BPPTKG: Gunung Merapi akan meletus dalam waktu dekat, tapi tak perlu takut
Posted in: Info

BPPTKG: Gunung Merapi akan meletus dalam waktu dekat, tapi tak perlu takut

KONTAN. CO. ID –  Yogyakarta. Balai Penyelidikan dan Pengembangan Teknologi Kebencanaan Geologi (BPPTKG) Yogyakarta memprediksi Gunung Merapi akan meletus sedang dalam waktu dekat. Gunung Merapi memang salah satu gunung berkobar teraktiv di Indonesia yang kerap meletus.

BPPTKG menyebut  erupsi Gunung Merapi selanjutnya semakin dekat. Penjelasan itu dilontarkan berdasarkan pengamatan aksi vulkanik Gunung Merapi yang meningkat secara kegempaan dan deformasi atau perubahan bentuk gunung.

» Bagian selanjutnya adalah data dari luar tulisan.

use clap::Parser;

use pager_rs::cli::{self, Cli};

#[tokio::main]
async fn main() -> anyhow::Result<()> {
    let cli = Cli::parse();

    let settings = cli::load_and_merge_config(&cli)?;
    cli::init_logger_from_settings(&settings)?;

    tracing::debug!(environment = %cli.environment(), "Configuration loaded");

    cli::execute_command(&cli, settings).await?;

    Ok(())
}
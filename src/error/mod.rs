mod app_error;

pub use app_error::{AppError, AppResult, ValidationFieldError};
use utoipa::OpenApi;

pub const PAGINATION_TAG: &str = "Pagination";
pub const HEALTH_TAG: &str = "Health";

#[derive(OpenApi)]
#[openapi(
    info(
        title = "Pager",
        description = "Pagination range calculator API",
    ),
    components(
        schemas(
            crate::api::dto::ErrorResponse,
            crate::error::ValidationFieldError,
            crate::pagination::BarControl,
        )
    ),
    tags(
        (name = PAGINATION_TAG, description = "Page range, bar and simple pager endpoints"),
        (name = HEALTH_TAG, description = "Health check endpoints"),
    )
)]
pub struct ApiDoc;
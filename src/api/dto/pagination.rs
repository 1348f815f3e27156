//! Pagination query parameters and response DTOs.

use serde::{Deserialize, Serialize};
use utoipa::{IntoParams, ToSchema};
use validator::Validate;

use crate::config::PaginationConfig;
use crate::error::{AppError, AppResult};
use crate::pagination::{PageRange, PaginationError, SimplePager, compute_page_range};

fn default_current_page() -> u64 {
    1
}

/// Query parameters for the range and bar endpoints.
///
/// `page_size` and `sibling_count` fall back to the configured defaults.
#[derive(Debug, Deserialize, IntoParams, Validate)]
#[into_params(parameter_in = Query)]
pub struct RangeQuery {
    /// Total number of records
    #[param(example = 200)]
    pub total_count: u64,

    /// Records per page
    #[validate(range(min = 1, message = "page_size must be at least 1"))]
    #[param(minimum = 1, example = 10)]
    pub page_size: Option<u64>,

    /// Current page (1-based)
    #[serde(default = "default_current_page")]
    #[param(example = 10)]
    pub current_page: u64,

    /// Pages shown on each side of the current page
    #[param(example = 1)]
    pub sibling_count: Option<u64>,
}

impl RangeQuery {
    pub fn resolve(&self, limits: &PaginationConfig) -> AppResult<PageRangeRequest> {
        PageRangeRequest::resolve(
            self.total_count,
            self.page_size,
            self.current_page,
            self.sibling_count,
            limits,
        )
    }
}

/// Query parameters for the simple pager endpoint.
#[derive(Debug, Deserialize, IntoParams, Validate)]
#[into_params(parameter_in = Query)]
pub struct SimpleQuery {
    /// Total number of pages
    #[param(example = 20)]
    pub total_pages: u64,

    /// Current page (1-based)
    #[serde(default = "default_current_page")]
    #[param(example = 3)]
    pub current_page: u64,
}

/// A range request with defaults filled in and limits checked.
#[derive(Debug, Clone, Copy, PartialEq, Eq)]
pub struct PageRangeRequest {
    pub total_count: u64,
    pub page_size: u64,
    pub current_page: u64,
    pub sibling_count: u64,
}

impl PageRangeRequest {
    /// Fill in configured defaults and enforce configured maxima.
    pub fn resolve(
        total_count: u64,
        page_size: Option<u64>,
        current_page: u64,
        sibling_count: Option<u64>,
        limits: &PaginationConfig,
    ) -> AppResult<Self> {
        let page_size = page_size.unwrap_or(limits.default_page_size);
        if page_size == 0 {
            return Err(PaginationError::ZeroPageSize.into());
        }
        if page_size > limits.max_page_size {
            return Err(AppError::Validation {
                field: "page_size".to_string(),
                reason: format!("page_size must be at most {}", limits.max_page_size),
            });
        }

        let sibling_count = sibling_count.unwrap_or(limits.default_sibling_count);
        if sibling_count > limits.max_sibling_count {
            return Err(AppError::Validation {
                field: "sibling_count".to_string(),
                reason: format!("sibling_count must be at most {}", limits.max_sibling_count),
            });
        }

        Ok(Self {
            total_count,
            page_size,
            current_page,
            sibling_count,
        })
    }

    pub fn compute(&self) -> AppResult<PageRange> {
        Ok(compute_page_range(
            self.total_count,
            self.page_size,
            self.current_page,
            self.sibling_count,
        )?)
    }
}

/// Simple pager state with its navigation targets.
#[derive(Debug, Serialize, ToSchema)]
#[schema(example = json!({
    "current_page": 3,
    "total_pages": 20,
    "is_first_page": false,
    "is_last_page": false,
    "previous_disabled": false,
    "next_disabled": false,
    "previous": 2,
    "next": 4,
    "label": "3 / 20"
}))]
pub struct SimplePagerResponse {
    pub current_page: u64,
    pub total_pages: u64,
    /// Exactly on page 1, same as the range endpoint
    pub is_first_page: bool,
    /// Exactly on the last page, same as the range endpoint
    pub is_last_page: bool,
    /// "previous" has nowhere to go, also true for page 0
    pub previous_disabled: bool,
    /// "next" has nowhere to go, also true past the last page
    pub next_disabled: bool,
    /// Target of the "previous" control, absent when disabled
    pub previous: Option<u64>,
    /// Target of the "next" control, absent when disabled
    pub next: Option<u64>,
    pub label: String,
}

impl From<SimplePager> for SimplePagerResponse {
    fn from(pager: SimplePager) -> Self {
        Self {
            current_page: pager.current_page,
            total_pages: pager.total_pages,
            is_first_page: pager.is_first_page(),
            is_last_page: pager.is_last_page(),
            previous_disabled: pager.previous_disabled(),
            next_disabled: pager.next_disabled(),
            previous: pager.previous(),
            next: pager.next(),
            label: pager.label(),
        }
    }
}

#[cfg(test)]
mod tests {
    use super::*;

    fn limits() -> PaginationConfig {
        PaginationConfig::default()
    }

    #[test]
    fn test_resolve_applies_defaults() {
        let request = PageRangeRequest::resolve(95, None, 3, None, &limits()).unwrap();
        assert_eq!(
            request,
            PageRangeRequest {
                total_count: 95,
                page_size: 10,
                current_page: 3,
                sibling_count: 1,
            }
        );
    }

    #[test]
    fn test_resolve_rejects_page_size_above_max() {
        let result = PageRangeRequest::resolve(95, Some(101), 1, None, &limits());
        assert!(matches!(
            result,
            Err(AppError::Validation { ref field, .. }) if field == "page_size"
        ));
    }

    #[test]
    fn test_resolve_rejects_zero_page_size() {
        let result = PageRangeRequest::resolve(95, Some(0), 1, None, &limits());
        assert!(matches!(
            result,
            Err(AppError::Validation { ref field, .. }) if field == "page_size"
        ));
    }

    #[test]
    fn test_resolve_rejects_sibling_count_above_max() {
        let result = PageRangeRequest::resolve(95, None, 1, Some(6), &limits());
        assert!(matches!(
            result,
            Err(AppError::Validation { ref field, .. }) if field == "sibling_count"
        ));
    }

    #[test]
    fn test_compute_uses_resolved_values() {
        let range = PageRangeRequest::resolve(200, None, 10, None, &limits())
            .unwrap()
            .compute()
            .unwrap();
        assert_eq!(range.total_pages, 20);
        assert_eq!(range.items.len(), 7);
    }

    #[test]
    fn test_simple_pager_response_on_last_page() {
        let response = SimplePagerResponse::from(SimplePager::new(20, 20));
        assert!(response.is_last_page);
        assert_eq!(response.previous, Some(19));
        assert_eq!(response.next, None);
        assert_eq!(response.label, "20 / 20");
    }

    #[test]
    fn test_simple_pager_response_before_first_page() {
        let response = SimplePagerResponse::from(SimplePager::new(0, 5));
        assert!(!response.is_first_page);
        assert!(response.previous_disabled);
        assert!(!response.next_disabled);
        assert_eq!(response.previous, None);
        assert_eq!(response.next, Some(1));
    }
}
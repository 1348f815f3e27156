//! Dispatches parsed CLI commands to their handlers.

use super::handlers::{RangeArgs, RangeCommandHandler, ServeCommandHandler};
use super::parser::{Cli, Commands};
use crate::config::settings::Settings;
use crate::error::{AppError, AppResult};

/// Run the command selected on the command line.
///
/// No subcommand means `serve`.
///
/// # Errors
/// Returns errors from argument validation or the command handler
pub async fn execute_command(cli: &Cli, settings: Settings) -> AppResult<()> {
    validate_command_args(cli)?;

    match cli.command {
        Some(Commands::Serve { dry_run, .. }) => {
            ServeCommandHandler::new(settings, cli.environment())
                .execute(dry_run)
                .await
        }
        None => {
            ServeCommandHandler::new(settings, cli.environment())
                .execute(false)
                .await
        }
        Some(Commands::Range {
            total_count,
            page_size,
            current_page,
            sibling_count,
            json,
        }) => RangeCommandHandler::new(settings.pagination).execute(RangeArgs {
            total_count,
            page_size,
            current_page,
            sibling_count,
            json,
        }),
    }
}

fn validate_command_args(cli: &Cli) -> AppResult<()> {
    cli.validate().map_err(|reason| AppError::Validation {
        field: "cli_arguments".to_string(),
        reason,
    })?;

    if let Some(Commands::Serve {
        host: Some(ref host),
        port: Some(port),
        ..
    }) = cli.command
        && port < 1024
        && host == "0.0.0.0"
    {
        tracing::warn!(
            port,
            "Binding to 0.0.0.0 on a privileged port typically requires root privileges"
        );
    }

    Ok(())
}
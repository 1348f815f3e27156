//! Layered configuration loader
//!
//! `ConfigLoader` resolves where configuration comes from (a directory of
//! layered TOML files or one explicit file), then merges those sources with
//! `PAGER_*` environment variables on top.

use std::path::{Path, PathBuf};

use config::builder::DefaultState;
use config::{Config, ConfigBuilder, Environment, File, FileFormat};

use crate::config::environment::Environment as AppEnvironment;
use crate::config::error::ConfigError;
use crate::config::settings::Settings;

/// Environment variable for the configuration directory
pub const CONFIG_DIR_ENV: &str = "PAGER_CONFIG_DIR";

/// Environment variable for a single configuration file
pub const CONFIG_FILE_ENV: &str = "PAGER_CONFIG_FILE";

const DEFAULT_CONFIG_DIR: &str = "config";

const ENV_PREFIX: &str = "PAGER";

/// Separator for nested keys: `PAGER_SERVER__PORT` -> `server.port`
const ENV_SEPARATOR: &str = "__";

type Builder = ConfigBuilder<DefaultState>;

/// Loads [`Settings`] from files and the environment.
///
/// Sources, in order of priority (last wins):
/// 1. `default.toml` (required)
/// 2. `{environment}.toml` (optional)
/// 3. `local.toml` (optional)
/// 4. `PAGER_*` environment variables
///
/// When a config file is set, steps 1-3 are replaced by that one file.
#[derive(Debug, Clone)]
pub struct ConfigLoader {
    config_dir: PathBuf,
    config_file: Option<PathBuf>,
    environment: AppEnvironment,
}

impl ConfigLoader {
    /// Create a loader from `PAGER_CONFIG_DIR`, `PAGER_CONFIG_FILE` and
    /// `PAGER_APP_ENV`.
    ///
    /// # Errors
    ///
    /// Fails when both `PAGER_CONFIG_DIR` and `PAGER_CONFIG_FILE` are set.
    pub fn new() -> Result<Self, ConfigError> {
        let config_dir_var = std::env::var(CONFIG_DIR_ENV).ok();
        let config_file = std::env::var(CONFIG_FILE_ENV).ok().map(PathBuf::from);

        if config_file.is_some() && config_dir_var.is_some() {
            return Err(ConfigError::mutual_exclusivity(
                "PAGER_CONFIG_DIR and PAGER_CONFIG_FILE cannot both be set. \
                 Use PAGER_CONFIG_DIR for layered configuration or \
                 PAGER_CONFIG_FILE for a single configuration file.",
            ));
        }

        Ok(Self {
            config_dir: config_dir_var
                .map(PathBuf::from)
                .unwrap_or_else(|| PathBuf::from(DEFAULT_CONFIG_DIR)),
            config_file,
            environment: AppEnvironment::from_env(),
        })
    }

    /// Load only the given file instead of the layered directory.
    pub fn with_config_file(mut self, path: impl Into<PathBuf>) -> Self {
        self.config_file = Some(path.into());
        self
    }

    /// Override the environment read from `PAGER_APP_ENV`.
    pub fn with_environment(mut self, environment: AppEnvironment) -> Self {
        self.environment = environment;
        self
    }

    pub fn environment(&self) -> AppEnvironment {
        self.environment
    }

    pub fn config_dir(&self) -> &Path {
        &self.config_dir
    }

    pub fn config_file(&self) -> Option<&Path> {
        self.config_file.as_deref()
    }

    /// Load, deserialize and validate the configuration.
    ///
    /// # Errors
    ///
    /// - `default.toml` (or the explicit config file) does not exist
    /// - a source cannot be parsed or deserialized
    /// - the merged settings fail validation
    pub fn load(&self) -> Result<Settings, ConfigError> {
        let config = self.build_config()?;
        let settings: Settings = config.try_deserialize().map_err(|e| {
            ConfigError::ParseError(format!("Failed to deserialize configuration: {}", e))
        })?;

        settings.validate()?;

        Ok(settings)
    }

    fn build_config(&self) -> Result<Config, ConfigError> {
        let builder = Config::builder();

        let builder = match self.config_file {
            Some(ref config_file) => Self::add_file_source(builder, config_file, true)?,
            None => self.add_layered_sources(builder)?,
        };

        Self::add_env_source(builder).build().map_err(ConfigError::from)
    }

    fn add_layered_sources(&self, builder: Builder) -> Result<Builder, ConfigError> {
        let default_path = self.config_dir.join("default.toml");
        let builder = Self::add_file_source(builder, &default_path, true)?;

        let env_path = self
            .config_dir
            .join(format!("{}.toml", self.environment.as_str()));
        let builder = Self::add_file_source(builder, &env_path, false)?;

        let local_path = self.config_dir.join("local.toml");
        Self::add_file_source(builder, &local_path, false)
    }

    fn add_file_source(
        builder: Builder,
        path: &Path,
        required: bool,
    ) -> Result<Builder, ConfigError> {
        if required && !path.is_file() {
            return Err(ConfigError::file_not_found(format!(
                "Required configuration file not found: {}",
                path.display()
            )));
        }

        let name = path.to_str().ok_or_else(|| {
            ConfigError::ParseError(format!(
                "Configuration path is not valid UTF-8: {}",
                path.display()
            ))
        })?;

        Ok(builder.add_source(File::new(name, FileFormat::Toml).required(required)))
    }

    fn add_env_source(builder: Builder) -> Builder {
        builder.add_source(
            Environment::with_prefix(ENV_PREFIX)
                .prefix_separator("_")
                .separator(ENV_SEPARATOR)
                .ignore_empty(true)
                .try_parsing(true),
        )
    }
}
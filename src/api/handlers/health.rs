//! Health check endpoint handlers.
//!
//! The service has no external dependencies, so being able to answer is
//! the whole check.

use axum::{Json, extract::State, http::StatusCode};
use jiff::Timestamp;
use utoipa_axum::router::OpenApiRouter;
use utoipa_axum::routes;

use crate::api::doc::HEALTH_TAG;
use crate::api::dto::{HealthResponse, HealthStatus};
use crate::state::AppState;

/// Health check routes.
///
/// - `GET /health` - status with name, version and timestamp
/// - `GET /health/live` - liveness probe
pub fn health_routes() -> OpenApiRouter<AppState> {
    OpenApiRouter::new()
        .routes(routes!(health_check))
        .routes(routes!(liveness_check))
}

#[utoipa::path(
    get,
    path = "/health",
    tag = HEALTH_TAG,
    responses(
        (status = 200, description = "Service is healthy", body = HealthResponse)
    )
)]
pub async fn health_check(State(state): State<AppState>) -> Json<HealthResponse> {
    let application = state.application();
    Json(HealthResponse {
        status: HealthStatus::Healthy,
        name: application.name.clone(),
        version: application.version.clone(),
        timestamp: Timestamp::now().to_string(),
    })
}

/// Liveness probe: answers as long as the process can serve requests.
#[utoipa::path(
    get,
    path = "/health/live",
    tag = HEALTH_TAG,
    responses(
        (status = 200, description = "Service is alive")
    )
)]
pub async fn liveness_check() -> StatusCode {
    StatusCode::OK
}
//! Tests for the logger module

use crate::logger::config::*;
use crate::logger::writer::open_log_writer;
use std::io::Write;
use std::path::PathBuf;

mod config_tests {
    use super::*;

    fn create_test_config() -> LoggerConfig {
        LoggerConfig {
            console: ConsoleConfig {
                enabled: true,
                colored: false,
            },
            file: FileConfig {
                enabled: false,
                path: PathBuf::from("test.log"),
                append: true,
                format: LogFormat::Full,
            },
            level: "info".to_string(),
        }
    }

    #[test]
    fn test_default_config_creation() {
        let config = LoggerConfig::default();
        assert!(config.console.enabled);
        assert!(config.console.colored);
        assert!(!config.file.enabled);
        assert_eq!(config.level, "info");
        assert!(config.validate().is_ok());
    }

    #[test]
    fn test_config_validation() {
        let mut config = create_test_config();
        assert!(config.validate().is_ok());

        config.console.enabled = false;
        config.file.enabled = false;
        assert!(config.validate().is_err());
    }

    #[test]
    fn test_invalid_log_level() {
        let mut config = create_test_config();
        config.level = "verbose".to_string();
        assert!(config.validate().is_err());
    }

    #[test]
    fn test_valid_log_levels() {
        for level in ["trace", "debug", "info", "warn", "error", "INFO"] {
            let mut config = create_test_config();
            config.level = level.to_string();
            assert!(config.validate().is_ok(), "level {} should be valid", level);
        }
    }

    #[test]
    fn test_file_enabled_requires_path() {
        let result = FileConfig::new(true, PathBuf::new(), true, LogFormat::Json);
        assert!(result.is_err());

        let result = FileConfig::new(false, PathBuf::new(), true, LogFormat::Json);
        assert!(result.is_ok());
    }

    #[test]
    fn test_log_format_parsing() {
        assert_eq!("full".parse::<LogFormat>().unwrap(), LogFormat::Full);
        assert_eq!("COMPACT".parse::<LogFormat>().unwrap(), LogFormat::Compact);
        assert_eq!("json".parse::<LogFormat>().unwrap(), LogFormat::Json);
        assert!("xml".parse::<LogFormat>().is_err());
        assert_eq!(LogFormat::default(), LogFormat::Full);
        assert_eq!(LogFormat::Compact.as_str(), "compact");
    }
}

mod writer_tests {
    use super::*;
    use tempfile::TempDir;

    fn file_config(path: PathBuf, append: bool) -> FileConfig {
        FileConfig {
            enabled: true,
            path,
            append,
            format: LogFormat::Json,
        }
    }

    #[test]
    fn test_writer_creates_parent_directories() {
        let dir = TempDir::new().unwrap();
        let path = dir.path().join("nested").join("logs").join("app.log");

        let writer = open_log_writer(&file_config(path.clone(), true)).unwrap();
        writeln!(writer.lock().unwrap(), "hello").unwrap();

        assert!(path.exists());
        assert_eq!(std::fs::read_to_string(&path).unwrap(), "hello\n");
    }

    #[test]
    fn test_writer_append_mode() {
        let dir = TempDir::new().unwrap();
        let path = dir.path().join("app.log");
        std::fs::write(&path, "first\n").unwrap();

        let writer = open_log_writer(&file_config(path.clone(), true)).unwrap();
        writeln!(writer.lock().unwrap(), "second").unwrap();

        assert_eq!(std::fs::read_to_string(&path).unwrap(), "first\nsecond\n");
    }

    #[test]
    fn test_writer_truncate_mode() {
        let dir = TempDir::new().unwrap();
        let path = dir.path().join("app.log");
        std::fs::write(&path, "stale\n").unwrap();

        let writer = open_log_writer(&file_config(path.clone(), false)).unwrap();
        writeln!(writer.lock().unwrap(), "fresh").unwrap();

        assert_eq!(std::fs::read_to_string(&path).unwrap(), "fresh\n");
    }
}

Saat ini, secara rata-rata, setiap hari terjadi enam kali gempa gempa dangkal, 23 kali gempa dangkal, dan deformasi sebesar 2 sentimeter. Namun, letusan Gunung Merapi di waktu dekat diperkirakan tidak sejumlah yang terjadi pada 2010.

“Hal ini menunjukkan waktu erupsi berikutnya semakin dekat, diperkirakan tidak mau sebesar 2010, dan cenderung mendaftarkan perilaku erupsi pada tahun 2006. Status Gunung Merapi masih perdata dan aktivitas masih berlangsung, kita harus siap, ” jelas Kepala BPPTKG Hanik Humaida saat peringatan satu dasawarsa erupsi Merapi 2010 yang disiarkan secara daring, Senin (26/10/2020).

Baca juga:   Promo Tupperware Oktober 2020 segera berakhir, fancy bottle, mug, jug, canister dll

Sebagai informasi, Gunung Merapi meletus mulai November hingga Desember 2010. Lebih dari 300. 000 orang mengungsi dan sedikitnya 353 orang tewas akibat Gunung Merapi Meletus.

Hanik mengatakan, peningkatan pekerjaan Gunung Merapi yang terjadi akhirnya ini berbeda dengan menjelang letusan pada 2010 dan 2006. “Sudah dua tahun lebih di mana erupsi didominasi dengan gas, berkelakuan eksplosif tetapi dengan indeks eksplosif rendah, yaitu satu. Atau kalau dibanding dengan erupsi 2010 seperseribu, dan seperseratus jika dibandingkan secara erupsi tahun 2006, ” katanya.

Gunung Merapi meletus pada 2010 dan tercatat memiliki indeks erupsi 4. Peristiwa serupa sebelumnya berlaku pada 1872. “Erupsi besar 2010 memberikan pembelajaran berarti dalam pengelolaan kebencanaan gunung api baik tersebut peringatan dini, penyampaian informasi, serta lainnya, ” ujarnya.